Мы лабиринт прогрызли в книге бытия
и сквозь дыру в обложке увидели лучи,
дотронуться до них не смог ни ты, ни я.
Когда воспринимаешь текст как мир и мир как текст,
любой предмет и человек – все тот же брайлев шрифт.
И книга продолжается на сотни верст окрест,
давай найдемся вновь на перекрёстке правд и кривд.
Лучи выглядывают из прогрызенной дыры
в обложке странной книги, что мы с тобой едим.
Она свое название хранила до поры,
теперь смысл равен пустоте и тем непобедим.
Давай отсюда выходить курить на пять минут
под капельницы крыш и солнца электрофорез,
и превратимся в маленьких бездействующих будд,
и замолчим, как будто это нужно позарез.
За синей занавеской спрятан смысл моих речей,
отдёрни – там окно, прорубленное мной
туда, где так легко дотронуться лучей.
Оно когда-то тоже было каменной стеной!
Так пусть падёт стена из книжных стеллажей!
И книжный червь – любой из нас – пусть станет дождевым!
Мне кажется, что я ждала тебя сто книг уже,
сто первая, с тобой – в огне.
Я жду тебя.
Живым.

«Я смотрю в окно. Там лето всех стран на свете…»

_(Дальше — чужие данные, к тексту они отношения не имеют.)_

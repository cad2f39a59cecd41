use anyhow::{Context, Result};
use clap::{Parser, Subcommand};
use inbound_orders_api::{config, db, migrator::Migrator};
use sea_orm_migration::MigratorTrait;
use tracing::info;

/// Manage the inbound orders schema
#[derive(Debug, Parser)]
#[command(name = "migration", version, about)]
struct Cli {
    /// Database URL; defaults to the configured `database_url`
    #[arg(long, env = "DATABASE_URL")]
    database_url: Option<String>,

    #[command(subcommand)]
    command: Option<Command>,
}

#[derive(Debug, Subcommand)]
enum Command {
    /// Apply pending migrations (default)
    Up {
        /// Apply at most this many migrations
        #[arg(long)]
        steps: Option<u32>,
    },
    /// Roll back applied migrations
    Down {
        #[arg(long, default_value_t = 1)]
        steps: u32,
    },
    /// Show applied and pending migrations
    Status,
    /// Drop every table and re-apply all migrations
    Fresh,
}

#[tokio::main]
async fn main() -> Result<()> {
    let cli = Cli::parse();

    let mut cfg = config::load_config().context("failed to load configuration")?;
    config::init_tracing(cfg.log_level(), cfg.log_json);
    if let Some(url) = cli.database_url {
        cfg.database_url = url;
    }

    info!("Starting database migration");
    let pool = db::establish_connection_from_app_config(&cfg)
        .await
        .context("failed to connect to database")?;

    match cli.command.unwrap_or(Command::Up { steps: None }) {
        Command::Up { steps } => {
            Migrator::up(&pool, steps).await?;
            info!("Migration completed successfully");
        }
        Command::Down { steps } => {
            Migrator::down(&pool, Some(steps)).await?;
            info!(steps, "Rolled back migrations");
        }
        Command::Status => {
            for migration in Migrator::get_applied_migrations(&pool).await? {
                println!("applied  {}", migration.name());
            }
            for migration in Migrator::get_pending_migrations(&pool).await? {
                println!("pending  {}", migration.name());
            }
        }
        Command::Fresh => {
            Migrator::fresh(&pool).await?;
            info!("Schema recreated");
        }
    }

    db::close_pool(pool).await?;
    Ok(())
}
use crate::tracing::{RequestId, REQUEST_ID_HEADER};
use axum::{
    extract::Request,
    http::{header::HeaderName, HeaderValue},
    middleware::Next,
    response::Response,
};
use tracing::Instrument;

fn header_value(request_id: &RequestId) -> Option<HeaderValue> {
    HeaderValue::from_str(request_id.as_str()).ok()
}

/// Middleware to add request ID to every request
pub async fn request_id_middleware(mut request: Request, next: Next) -> Response {
    // Reuse the caller's id when it is a valid header value
    let request_id = request
        .headers()
        .get(REQUEST_ID_HEADER)
        .and_then(|v| v.to_str().ok())
        .filter(|v| !v.trim().is_empty())
        .map(RequestId::new)
        .unwrap_or_default();

    if let Some(value) = header_value(&request_id) {
        request
            .headers_mut()
            .insert(HeaderName::from_static(REQUEST_ID_HEADER), value);
    }
    request.extensions_mut().insert(request_id.clone());

    let span = tracing::info_span!(
        "request",
        request_id = %request_id,
        method = %request.method(),
        uri = %request.uri(),
    );

    let mut response = crate::tracing::scope_request_id(
        request_id.clone(),
        async move { next.run(request).await },
    )
    .instrument(span)
    .await;

    if let Some(value) = header_value(&request_id) {
        response
            .headers_mut()
            .insert(HeaderName::from_static(REQUEST_ID_HEADER), value);
    }

    response
}
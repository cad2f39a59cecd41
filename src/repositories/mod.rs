use sea_orm::DatabaseConnection;
use std::sync::Arc;

pub mod inbound_order_repository;

pub use inbound_order_repository::{InboundOrderRepository, SeaOrmInboundOrderRepository};

/// Repository trait for common database operations
pub trait Repository {
    fn get_db(&self) -> &DatabaseConnection;
}

#[derive(Debug, Clone)]
pub struct BaseRepository {
    db: Arc<DatabaseConnection>,
}

impl BaseRepository {
    pub fn new(db: Arc<DatabaseConnection>) -> Self {
        Self { db }
    }
}

impl Repository for BaseRepository {
    fn get_db(&self) -> &DatabaseConnection {
        &self.db
    }
}
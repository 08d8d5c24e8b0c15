use super::Optimizer;

/// Gradient descent optimization algorithm.
#[derive(Debug, Clone)]
pub struct GradientDescent {
    learning_rate: f32,
}

impl GradientDescent {
    /// Returns a new `GradientDescent`.
    ///
    /// # Arguments
    /// * `learning_rate` - The *length* of the steps taken on `update_params`.
    pub fn new(learning_rate: f32) -> Self {
        Self { learning_rate }
    }
}

impl Optimizer for GradientDescent {
    /// Makes a step in the opposite direction of the gradient, with a length of `learning_rate`.
    ///
    /// # Arguments
    /// * `params` - The parameters that are going to be modified.
    /// * `grad` - The gradient used for taking the step.
    fn update_params(&mut self, params: &mut [f32], grad: &[f32]) {
        let lr = self.learning_rate;

        for (w, g) in params.iter_mut().zip(grad) {
            *w -= lr * g;
        }
    }
}
use std::{num::NonZeroUsize, path::PathBuf};

use serde::{Deserialize, Serialize};

/// Where the client takes its frames from.
#[derive(Debug, Clone, Copy, PartialEq, Eq, Serialize, Deserialize)]
#[serde(rename_all = "snake_case")]
pub enum SourceKind {
    /// Chunks of the standard input.
    Interactive,
    /// Chunks of a binary file.
    File,
    /// One encoded frame per read from a looping capture.
    Video,
}

#[derive(Debug, Clone, Serialize, Deserialize)]
pub struct SourceConfig {
    pub kind: SourceKind,
    #[serde(default)]
    pub path: Option<PathBuf>,
    #[serde(default = "SourceConfig::default_chunk_size")]
    pub chunk_size: NonZeroUsize,
}

impl SourceConfig {
    pub fn interactive(chunk_size: NonZeroUsize) -> Self {
        Self {
            kind: SourceKind::Interactive,
            path: None,
            chunk_size,
        }
    }

    pub fn file(path: impl Into<PathBuf>, chunk_size: NonZeroUsize) -> Self {
        Self {
            kind: SourceKind::File,
            path: Some(path.into()),
            chunk_size,
        }
    }

    pub fn video(path: impl Into<PathBuf>) -> Self {
        Self {
            kind: SourceKind::Video,
            path: Some(path.into()),
            chunk_size: Self::default_chunk_size(),
        }
    }

    fn default_chunk_size() -> NonZeroUsize {
        NonZeroUsize::new(1024).unwrap_or(NonZeroUsize::MIN)
    }
}
use std::{io, io::SeekFrom, num::NonZeroUsize};

use tokio::io::{AsyncRead, AsyncReadExt, AsyncSeek, AsyncSeekExt};

/// Splits a byte stream into frames of a fixed size.
pub struct Chunked<R> {
    reader: R,
    chunk_size: NonZeroUsize,
}

impl<R: AsyncRead + Unpin> Chunked<R> {
    pub fn new(reader: R, chunk_size: NonZeroUsize) -> Self {
        Self { reader, chunk_size }
    }

    /// Reads the next chunk.
    ///
    /// Short reads are retried until the chunk is full or the stream ends,
    /// so only the last chunk can be shorter than `chunk_size`.
    ///
    /// # Returns
    /// `None` once the stream is exhausted.
    pub async fn next_chunk(&mut self) -> io::Result<Option<Vec<u8>>> {
        let mut buf = vec![0; self.chunk_size.get()];
        let mut filled = 0;

        while filled < buf.len() {
            match self.reader.read(&mut buf[filled..]).await {
                Ok(0) => break,
                Ok(n) => filled += n,
                Err(e) if e.kind() == io::ErrorKind::Interrupted => continue,
                Err(e) => return Err(e),
            }
        }

        if filled == 0 {
            return Ok(None);
        }

        buf.truncate(filled);
        Ok(Some(buf))
    }
}

impl<R: AsyncRead + AsyncSeek + Unpin> Chunked<R> {
    /// Moves back to the first byte of the stream.
    pub async fn rewind(&mut self) -> io::Result<()> {
        self.reader.seek(SeekFrom::Start(0)).await.map(|_| ())
    }
}

#[cfg(test)]
mod tests {
    use std::io::Cursor;

    use super::*;

    #[tokio::test]
    async fn exact_multiple_has_no_short_tail() -> io::Result<()> {
        let mut chunks = Chunked::new(Cursor::new(vec![1u8; 20]), NonZeroUsize::new(10).unwrap());

        assert_eq!(chunks.next_chunk().await?.map(|c| c.len()), Some(10));
        assert_eq!(chunks.next_chunk().await?.map(|c| c.len()), Some(10));
        assert_eq!(chunks.next_chunk().await?, None);
        assert_eq!(chunks.next_chunk().await?, None);
        Ok(())
    }

    #[tokio::test]
    async fn empty_stream_is_exhausted_immediately() -> io::Result<()> {
        let mut chunks = Chunked::new(Cursor::new(Vec::<u8>::new()), NonZeroUsize::MIN);
        assert_eq!(chunks.next_chunk().await?, None);
        Ok(())
    }

    #[tokio::test]
    async fn rewind_clears_the_end_of_stream() -> io::Result<()> {
        let mut chunks = Chunked::new(Cursor::new(vec![1, 2, 3]), NonZeroUsize::new(2).unwrap());

        assert_eq!(chunks.next_chunk().await?, Some(vec![1, 2]));
        assert_eq!(chunks.next_chunk().await?, Some(vec![3]));
        assert_eq!(chunks.next_chunk().await?, None);

        chunks.rewind().await?;
        assert_eq!(chunks.next_chunk().await?, Some(vec![1, 2]));
        Ok(())
    }
}
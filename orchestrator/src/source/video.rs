use std::{
    io,
    path::{Path, PathBuf},
};

use async_trait::async_trait;
use log::debug;
use tokio::fs;

/// A device or clip yielding one encoded image per call.
#[async_trait]
pub trait Capture: Send {
    /// Returns the next encoded frame, `None` once the clip is over.
    async fn grab(&mut self) -> io::Result<Option<Vec<u8>>>;

    /// Moves back to the first frame.
    async fn rewind(&mut self) -> io::Result<()>;
}

/// A clip stored as a directory of already encoded images, played in name order.
pub struct FrameDirectory {
    frames: Vec<PathBuf>,
    next: usize,
}

impl FrameDirectory {
    /// Opens the clip at `dir`.
    ///
    /// # Returns
    /// An error if the directory can not be listed or holds no files.
    pub async fn open(dir: &Path) -> io::Result<Self> {
        let mut entries = fs::read_dir(dir).await?;
        let mut frames = Vec::new();

        while let Some(entry) = entries.next_entry().await? {
            if entry.file_type().await?.is_file() {
                frames.push(entry.path());
            }
        }

        if frames.is_empty() {
            return Err(io::Error::new(
                io::ErrorKind::NotFound,
                format!("no frames found in {}", dir.display()),
            ));
        }

        frames.sort();
        debug!("opened clip of {} frames at {}", frames.len(), dir.display());

        Ok(Self { frames, next: 0 })
    }

    pub fn len(&self) -> usize {
        self.frames.len()
    }

    pub fn is_empty(&self) -> bool {
        self.frames.is_empty()
    }
}

#[async_trait]
impl Capture for FrameDirectory {
    async fn grab(&mut self) -> io::Result<Option<Vec<u8>>> {
        let Some(path) = self.frames.get(self.next) else {
            return Ok(None);
        };

        let frame = fs::read(path).await?;
        self.next += 1;
        Ok(Some(frame))
    }

    async fn rewind(&mut self) -> io::Result<()> {
        self.next = 0;
        Ok(())
    }
}

/// Wraps a `Capture` so it loops forever.
pub struct VideoSource {
    capture: Box<dyn Capture>,
}

impl VideoSource {
    pub fn new(capture: Box<dyn Capture>) -> Self {
        Self { capture }
    }

    /// Returns the next frame, starting over once the clip is exhausted.
    ///
    /// # Returns
    /// Always a frame, or an `InvalidData` error if the capture yields
    /// nothing even right after rewinding.
    pub async fn next_frame(&mut self) -> io::Result<Vec<u8>> {
        if let Some(frame) = self.capture.grab().await? {
            return Ok(frame);
        }

        debug!("clip exhausted, rewinding");
        self.capture.rewind().await?;

        self.capture.grab().await?.ok_or_else(|| {
            io::Error::new(
                io::ErrorKind::InvalidData,
                "video capture yields no frame after rewinding",
            )
        })
    }

    pub async fn rewind(&mut self) -> io::Result<()> {
        self.capture.rewind().await
    }
}
//! Runs one side of a frame training session between two processes.
//!
//! A client reads frames from a `FrameSource` and sends them to a server,
//! which trains a `Model` on them. Depending on the `Mode` the frames are
//! relayed untouched, tagged with a label, or answered with a loss.

mod coin;
pub mod configs;
pub mod error;
mod loss_log;
mod metrics;
mod session;
pub mod source;
mod tags;

use std::future::Future;

use comms::{NetTransport, Role};
use log::info;
use machine_learning::Model;

pub use coin::{Coin, FairCoin};
pub use configs::{HarnessConfig, Mode, SourceConfig, SourceKind};
pub use error::SessionErr;
pub use loss_log::LossLog;
pub use metrics::SessionMetrics;
pub use session::Session;
pub use source::FrameSource;
pub use tags::{Origin, Tag};

/// Connects to the peer and runs the session described by `config`.
///
/// The frame source and the model are prepared before connecting so that
/// configuration problems surface without involving the peer.
///
/// # Arguments
/// * `config` - The harness configuration.
/// * `model` - The model to train or generate with.
/// * `shutdown` - Resolves when the session should stop early.
///
/// # Returns
/// The session metrics or the error that ended it.
pub async fn run(
    config: HarnessConfig,
    mut model: Box<dyn Model + Send>,
    shutdown: impl Future<Output = ()>,
) -> Result<SessionMetrics, SessionErr> {
    config.validate()?;
    let role = config.endpoint.role();

    let source = match role {
        Role::Client => Some(FrameSource::open(&config.source).await?),
        Role::Server => None,
    };

    if let Some(path) = &config.model_path {
        model.load(path)?;
        info!("model loaded from {}", path.display());
    }

    let loss_log = match (&config.loss_log, role, config.mode) {
        (Some(path), Role::Client, Mode::Adversarial) => Some(LossLog::create(path).await?),
        _ => None,
    };

    let transport = NetTransport::connect(&config.endpoint).await?;
    let mut session = Session::new(transport, config).with_model(model);

    if let Some(source) = source {
        session = session.with_source(source);
    }

    if let Some(loss_log) = loss_log {
        session = session.with_loss_log(loss_log);
    }

    session.run_until(shutdown).await
}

Я смотрю в окно. Там лето всех стран на свете.
Я ношу печаль. Такое уже не носят.
Я стою снаружи. Очень холодный ветер.
Говорю себе: ничего, никого не бойся.
За окном квартира, в квартире так много счастья.
Там танцуют, а я в старушечьей мерзну шали.
Там поют. Голоса разбирают меня на части.
А ведь когда-то меня туда приглашали.
В этом светлом окне мелькают такие лица!
Я кленовые листья и я опадаю в лужи.
Я могла бы там поселиться и веселиться,
но тогда мне был нужен холод. Теперь не нужен.
Значит, стоит, наверно, заново попытаться
постучать и войти. Сил нет, как здесь промозгло.
Я подхожу к окну и зеркально, пальцем
вывожу: «Привет. Впусти меня, я замерзла».
Мне добраться бы до сердца, не до кровати.
Стать спокойнее растамана, монаха, Будды.
Рядом – дверь.
И мне ее открывают.
Я вам буду писать оттуда.
Или не буду.
Буду счастлива вечно и не одна отныне.
В личное небо пара подъездных лестниц.
Белый снег заметет окно изнутри.
И вы не угадаете ни слова из нашей песни.

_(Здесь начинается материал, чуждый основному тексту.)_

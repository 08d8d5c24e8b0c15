use std::{io, net::SocketAddr};

use log::info;
use tokio::{
    io::{AsyncRead, AsyncWrite},
    net::{
        TcpListener, TcpStream,
        tcp::{OwnedReadHalf, OwnedWriteHalf},
    },
};

use crate::{ConnectErr, Endpoint, FrameReceiver, FrameSender, Role};

/// A transport running over the single tcp connection of the process.
pub type NetTransport = Transport<OwnedReadHalf, OwnedWriteHalf>;

/// A bidirectional, length-prefixed message channel.
///
/// There is exactly one reader and one writer, so messages in each
/// direction are delivered in the order they were sent.
pub struct Transport<R, W>
where
    R: AsyncRead + Unpin,
    W: AsyncWrite + Unpin,
{
    rx: FrameReceiver<R>,
    tx: FrameSender<W>,
    peer: Option<SocketAddr>,
}

impl<R, W> Transport<R, W>
where
    R: AsyncRead + Unpin,
    W: AsyncWrite + Unpin,
{
    /// Creates a new `Transport` over an already established stream.
    ///
    /// # Arguments
    /// * `rx` - The reading half.
    /// * `tx` - The writing half.
    pub fn new(rx: R, tx: W) -> Self {
        let (rx, tx) = crate::channel(rx, tx);
        Self { rx, tx, peer: None }
    }

    /// Sends `payload` as one message.
    ///
    /// # Returns
    /// The amount of payload bytes sent.
    pub async fn send(&mut self, payload: &[u8]) -> io::Result<usize> {
        self.tx.send(payload).await
    }

    /// Receives the next message.
    ///
    /// # Returns
    /// `None` if the peer disconnected in an orderly fashion.
    pub async fn recv(&mut self) -> io::Result<Option<Vec<u8>>> {
        self.rx.recv().await
    }

    /// Receives the next message into `buf`, see `FrameReceiver::recv_into`.
    pub async fn recv_into<'buf>(&mut self, buf: &'buf mut Vec<u8>) -> io::Result<Option<&'buf [u8]>> {
        self.rx.recv_into(buf).await
    }

    /// Closes the sending direction so the peer observes the end of the stream.
    pub async fn shutdown(&mut self) -> io::Result<()> {
        self.tx.shutdown().await
    }

    /// The remote address, if the transport runs over a socket.
    pub fn peer(&self) -> Option<SocketAddr> {
        self.peer
    }
}

impl NetTransport {
    /// Establishes the link described by `endpoint`.
    ///
    /// A server binds to the endpoint and blocks until exactly one peer
    /// connects, the listener is dropped afterwards. A client connects
    /// once and fails fast if nobody is listening.
    ///
    /// # Arguments
    /// * `endpoint` - Where and how to bootstrap the connection.
    ///
    /// # Returns
    /// The connected transport or a `ConnectErr`.
    pub async fn connect(endpoint: &Endpoint) -> Result<Self, ConnectErr> {
        let addr = endpoint.authority();
        let role = endpoint.role();
        let wrap = |source| ConnectErr {
            addr: addr.clone(),
            role,
            source,
        };

        let (stream, peer) = match role {
            Role::Server => {
                let list = TcpListener::bind(&addr).await.map_err(wrap)?;
                info!("listening at {addr}");

                list.accept().await.map_err(wrap)?
            }
            Role::Client => {
                info!("connecting to {addr}");
                let stream = TcpStream::connect(&addr).await.map_err(wrap)?;
                let peer = stream.peer_addr().map_err(wrap)?;
                (stream, peer)
            }
        };

        stream.set_nodelay(true).map_err(wrap)?;
        info!("connection established with {peer}");

        let (rx, tx) = stream.into_split();
        let mut transport = Self::new(rx, tx);
        transport.peer = Some(peer);
        Ok(transport)
    }
}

«Жизнь хороша, и жить так хорошо…»

Жизнь хороша, и жить так хорошо.
Справлять очередные юбилеи,
горбатиться над текстами, болея,
как водится, и телом и душой.
Смотреть, как ночь, от холода белея,
за окнами становится большой.
За пазухой не паспорт – паспарту
держать со всем словесным чёрным налом.
Созваниваться, зная, что по ту
окраину столицы ждут сигнала;
и голос от Обводного канала
берёт очередную высоту
второго этажа студгородка,
чтобы достигнуть слуха адресата.
И полуфабрикат считать прасадом,
вином – бутылку из-под молока,
а тошнота – от Бога и от Сартра —
не лечится, не лечится никак.
Но что нам Сартр, но Сартру мы на что?